There a large body of literature on approximate string matching, see e.g. [Navarro, 2001]. However, it is still an active area of research, e.g. [Salmela et al., 2010].

The first aim of this thesis is to implement existing algorithms for the k Mismatches Problem that have shown to be competetive in recent studies. The second aim of this thesis is to perform an experimental study of the algorithms on real world inputs. The third aim of this thesis is a clear presentation and evaluation of the study's results.

Proposed Schedule

The thesis is planed for 8 weeks. After 2 weeks, you can decide whether you want to complete the thesis or look for another topic.

  • Literature research, getting started with SeqAn. (2 weeks)
  • Select promising candidates for implementation, prioritize the list.
  • Implement and test the selected candidates. (4 weeks)
  • Design the experimental study, collect data, perform study. (1 week)
  • Thesis writeup. (1 week)

There will be regular meetings with your supervisor.

Proposed Requirements

The theoretical work in the thesis should:

  • give a short overview of the area of string matching
  • give an overview of the general ideas in approximate string matching
  • describe the approaches for the k Mismatch Problem.

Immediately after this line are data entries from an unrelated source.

// HTTP API Error Types
use axum::{http::StatusCode, response::IntoResponse, Json};
use serde_json::{json, Value};

use crate::database::DatabaseError;
use crate::services::credentials::AuthError;

/// HTTP API error with appropriate status codes and client-friendly messages
#[derive(Debug)]
pub enum ApiError {
    // 400 Bad Request
    BadRequest(String),

    // 401 Unauthorized
    Unauthorized(String),

    // 404 Not Found
    NotFound(String),

    // 409 Conflict
    Conflict(String),

    // 500 Internal Server Error
    InternalServerError,
}

impl ApiError {
    pub fn status_code(&self) -> StatusCode {
        match self {
            ApiError::BadRequest(_) => StatusCode::BAD_REQUEST,
            ApiError::Unauthorized(_) => StatusCode::UNAUTHORIZED,
            ApiError::NotFound(_) => StatusCode::NOT_FOUND,
            ApiError::Conflict(_) => StatusCode::CONFLICT,
            ApiError::InternalServerError => StatusCode::INTERNAL_SERVER_ERROR,
        }
    }

    /// Client-safe error message
    pub fn message(&self) -> &str {
        match self {
            ApiError::BadRequest(msg) => msg,
            ApiError::Unauthorized(msg) => msg,
            ApiError::NotFound(msg) => msg,
            ApiError::Conflict(msg) => msg,
            ApiError::InternalServerError => "Internal server error",
        }
    }

    /// Absence and conflicts answer under `message`; failures under `error`.
    /// Existing clients read these keys, so they stay as they are.
    pub fn to_json(&self) -> Value {
        match self {
            ApiError::NotFound(_) | ApiError::Conflict(_) => json!({ "message": self.message() }),
            _ => json!({ "error": self.message() }),
        }
    }
}

impl ApiError {
    pub fn bad_request(message: impl Into<String>) -> Self {
        ApiError::BadRequest(message.into())
    }

    pub fn unauthorized(message: impl Into<String>) -> Self {
        ApiError::Unauthorized(message.into())
    }

    pub fn not_found(message: impl Into<String>) -> Self {
        ApiError::NotFound(message.into())
    }

    pub fn conflict(message: impl Into<String>) -> Self {
        ApiError::Conflict(message.into())
    }

    pub fn internal_server_error() -> Self {
        ApiError::InternalServerError
    }
}

impl From<DatabaseError> for ApiError {
    fn from(err: DatabaseError) -> Self {
        match err {
            DatabaseError::Conflict(msg) => ApiError::conflict(msg),
            other => {
                // Don't expose store errors to clients
                tracing::error!("Database error: {}", other);
                ApiError::internal_server_error()
            }
        }
    }
}

impl From<AuthError> for ApiError {
    fn from(err: AuthError) -> Self {
        match err {
            AuthError::InvalidInput(msg) => ApiError::bad_request(msg),
            AuthError::UserExists => ApiError::conflict("User already exists"),
            AuthError::InvalidCredentials => ApiError::unauthorized("Invalid username or password"),
            AuthError::Database(db_err) => db_err.into(),
            other => {
                tracing::error!("Credential error: {}", other);
                ApiError::internal_server_error()
            }
        }
    }
}

impl std::fmt::Display for ApiError {
    fn fmt(&self, f: &mut std::fmt::Formatter<'_>) -> std::fmt::Result {
        write!(f, "{}", self.message())
    }
}

impl std::error::Error for ApiError {}

// Automatic HTTP response conversion for Axum
impl IntoResponse for ApiError {
    fn into_response(self) -> axum::response::Response {
        (self.status_code(), Json(self.to_json())).into_response()
    }
}
pub mod auth;

pub use auth::{jwt_auth_middleware, AuthUser};
use async_trait::async_trait;
use std::collections::HashMap;
use tokio::sync::RwLock;
use uuid::Uuid;

use super::manager::DatabaseError;
use super::models::{Movie, MovieFields, NewUser, User};
use super::store::{MovieStore, UserStore};

/// In-process store for development and tests. Movies keep insertion order.
#[derive(Default)]
pub struct MemoryStore {
    movies: RwLock<Vec<Movie>>,
    users: RwLock<HashMap<String, User>>,
}

impl MemoryStore {
    pub fn new() -> Self {
        Self::default()
    }
}

#[async_trait]
impl MovieStore for MemoryStore {
    async fn create(&self, fields: MovieFields) -> Result<Movie, DatabaseError> {
        let movie = Movie::new(fields);
        self.movies.write().await.push(movie.clone());
        Ok(movie)
    }

    async fn find_all(&self) -> Result<Vec<Movie>, DatabaseError> {
        Ok(self.movies.read().await.clone())
    }

    async fn find_by_id(&self, id: Uuid) -> Result<Option<Movie>, DatabaseError> {
        Ok(self.movies.read().await.iter().find(|m| m.id == id).cloned())
    }

    async fn update_by_id(&self, id: Uuid, patch: MovieFields) -> Result<Option<Movie>, DatabaseError> {
        let mut movies = self.movies.write().await;
        let Some(movie) = movies.iter_mut().find(|m| m.id == id) else {
            return Ok(None);
        };
        movie.fields.merge(patch);
        Ok(Some(movie.clone()))
    }

    async fn delete_by_id(&self, id: Uuid) -> Result<bool, DatabaseError> {
        let mut movies = self.movies.write().await;
        let before = movies.len();
        movies.retain(|m| m.id != id);
        Ok(movies.len() < before)
    }
}

#[async_trait]
impl UserStore for MemoryStore {
    async fn find_by_username(&self, username: &str) -> Result<Option<User>, DatabaseError> {
        Ok(self.users.read().await.get(username).cloned())
    }

    async fn insert(&self, user: NewUser) -> Result<User, DatabaseError> {
        let mut users = self.users.write().await;
        if users.contains_key(&user.username) {
            return Err(DatabaseError::Conflict(format!(
                "username '{}' already exists",
                user.username
            )));
        }
        let user = user.into_user();
        users.insert(user.username.clone(), user.clone());
        Ok(user)
    }
}
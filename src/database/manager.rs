use sqlx::{postgres::PgPoolOptions, PgPool};
use std::time::Duration;
use thiserror::Error;
use tracing::info;

use crate::config::DatabaseConfig;

/// Errors from the store layer
#[derive(Debug, Error)]
pub enum DatabaseError {
    #[error("Missing configuration: {0}")]
    ConfigMissing(&'static str),

    #[error("Conflict: {0}")]
    Conflict(String),

    #[error("Serialization error: {0}")]
    Serialization(#[from] serde_json::Error),

    #[error(transparent)]
    Sqlx(#[from] sqlx::Error),
}

const CREATE_MOVIES: &str = "CREATE TABLE IF NOT EXISTS movies (
    id UUID PRIMARY KEY,
    seq BIGSERIAL NOT NULL,
    doc JSONB NOT NULL DEFAULT '{}'::jsonb
)";

const CREATE_MOVIES_SEQ_INDEX: &str = "CREATE INDEX IF NOT EXISTS idx_movies_seq ON movies (seq)";

const CREATE_USERS: &str = "CREATE TABLE IF NOT EXISTS users (
    id UUID PRIMARY KEY,
    username TEXT NOT NULL UNIQUE,
    password_hash TEXT NOT NULL,
    created_at TIMESTAMPTZ NOT NULL DEFAULT now()
)";

/// Builds the Postgres pool and makes sure the tables exist
pub struct DatabaseManager;

impl DatabaseManager {
    pub async fn connect(config: &DatabaseConfig) -> Result<PgPool, DatabaseError> {
        let url = config
            .url
            .as_deref()
            .ok_or(DatabaseError::ConfigMissing("DATABASE_URL"))?;

        let pool = PgPoolOptions::new()
            .max_connections(config.max_connections)
            .acquire_timeout(Duration::from_secs(config.connection_timeout))
            .connect(url)
            .await?;

        Self::bootstrap(&pool).await?;
        info!(max_connections = config.max_connections, "Created database pool");
        Ok(pool)
    }

    async fn bootstrap(pool: &PgPool) -> Result<(), DatabaseError> {
        for stmt in [CREATE_MOVIES, CREATE_MOVIES_SEQ_INDEX, CREATE_USERS] {
            sqlx::query(stmt).execute(pool).await?;
        }
        Ok(())
    }

    /// Pings the pool to ensure connectivity
    pub async fn health_check(pool: &PgPool) -> Result<(), DatabaseError> {
        sqlx::query("SELECT 1").execute(pool).await?;
        Ok(())
    }
}
// handlers/protected/movies/mod.rs - Favourite movie handlers
//
// CRUD over the movie store. All routes sit behind the JWT middleware, so
// every handler can rely on an `AuthUser` extension being present.

use tracing::error;
use uuid::Uuid;

use crate::database::DatabaseError;
use crate::error::ApiError;

pub mod create; // POST /add_movie
pub mod delete; // DELETE /delete_movie/:id
pub mod list;   // GET /get_movies
pub mod show;   // GET /get_movie/:id
pub mod update; // PUT /update_movie/:id

pub use create::movie_create;
pub use delete::movie_delete;
pub use list::movie_list;
pub use show::movie_show;
pub use update::movie_update;

const MOVIE_NOT_FOUND: &str = "Movie not found";

/// A path id that isn't a UUID can't name a stored movie
fn parse_movie_id(id: &str) -> Result<Uuid, ApiError> {
    Uuid::parse_str(id).map_err(|_| ApiError::not_found(MOVIE_NOT_FOUND))
}

/// Log the store failure against the handler and hide it behind a 500
fn store_failure(handler: &'static str, err: DatabaseError) -> ApiError {
    error!("Error found in {}: {}", handler, err);
    ApiError::internal_server_error()
}
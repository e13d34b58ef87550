pub mod app;
pub mod auth;
pub mod config;
pub mod database;
pub mod error;
pub mod handlers;
pub mod middleware;
pub mod services;

pub use app::{app, AppState};
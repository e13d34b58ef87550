use clap::Parser;
use tracing_subscriber::EnvFilter;

use favourite_movies_api::config::{AppConfig, StoreBackend};
use favourite_movies_api::{app, AppState};

#[derive(Parser)]
#[command(name = "favourite-movies-api")]
#[command(about = "Favourite movies API server")]
#[command(version)]
struct Args {
    #[arg(long, help = "Port to listen on (overrides PORT)")]
    port: Option<u16>,

    #[arg(long, help = "Store backend: postgres or memory (overrides DATABASE_BACKEND)")]
    backend: Option<StoreBackend>,
}

#[tokio::main]
async fn main() -> anyhow::Result<()> {
    // Load .env if present so cargo run picks up DATABASE_URL, JWT_SECRET, etc.
    let _ = dotenvy::dotenv();

    let args = Args::parse();
    let mut config: AppConfig = favourite_movies_api::config::config().clone();
    if let Some(port) = args.port {
        config.api.port = port;
    }
    if let Some(backend) = args.backend {
        config.database.backend = backend;
    }

    let default_filter = if config.api.enable_request_logging {
        "info,favourite_movies_api=debug,tower_http=debug,sqlx=warn"
    } else {
        "info,favourite_movies_api=debug,sqlx=warn"
    };
    tracing_subscriber::fmt()
        .with_env_filter(
            EnvFilter::try_from_default_env().unwrap_or_else(|_| EnvFilter::new(default_filter)),
        )
        .init();

    config.validate()?;
    tracing::info!("Starting favourite movies API in {:?} mode", config.environment);

    let state = AppState::from_config(&config).await?;
    let app = app(state, &config);

    let bind_addr = format!("0.0.0.0:{}", config.api.port);
    let listener = tokio::net::TcpListener::bind(&bind_addr).await?;
    tracing::info!(addr = %bind_addr, "listening");

    axum::serve(listener, app).await?;
    Ok(())
}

The implementation must fulfill the following:

  • At least 4 (to be discussed) fast approximate string matching algorithms (hamming distance) must be implemented.
  • The implementation should be in C++, in SeqAn, using the SeqAn coding standard.
  • The code must be well-tested.

The experimental study should:

  • use real-world data, ideally similar to the data in existing studies
  • follow good scientific standards and best practice, results should be repeatable
  • give a clear evaluation with good presentation of the yielded data (e.g. [Sanders, 2002]).

Optional aims:

  • The code is in such good shape that is can be included in the next release of SeqAn.
  • The scripts supporting the experimental study can be adapted to be used for further benchmarks in SeqAn.

Literature

The following could be a good starting point for literature review.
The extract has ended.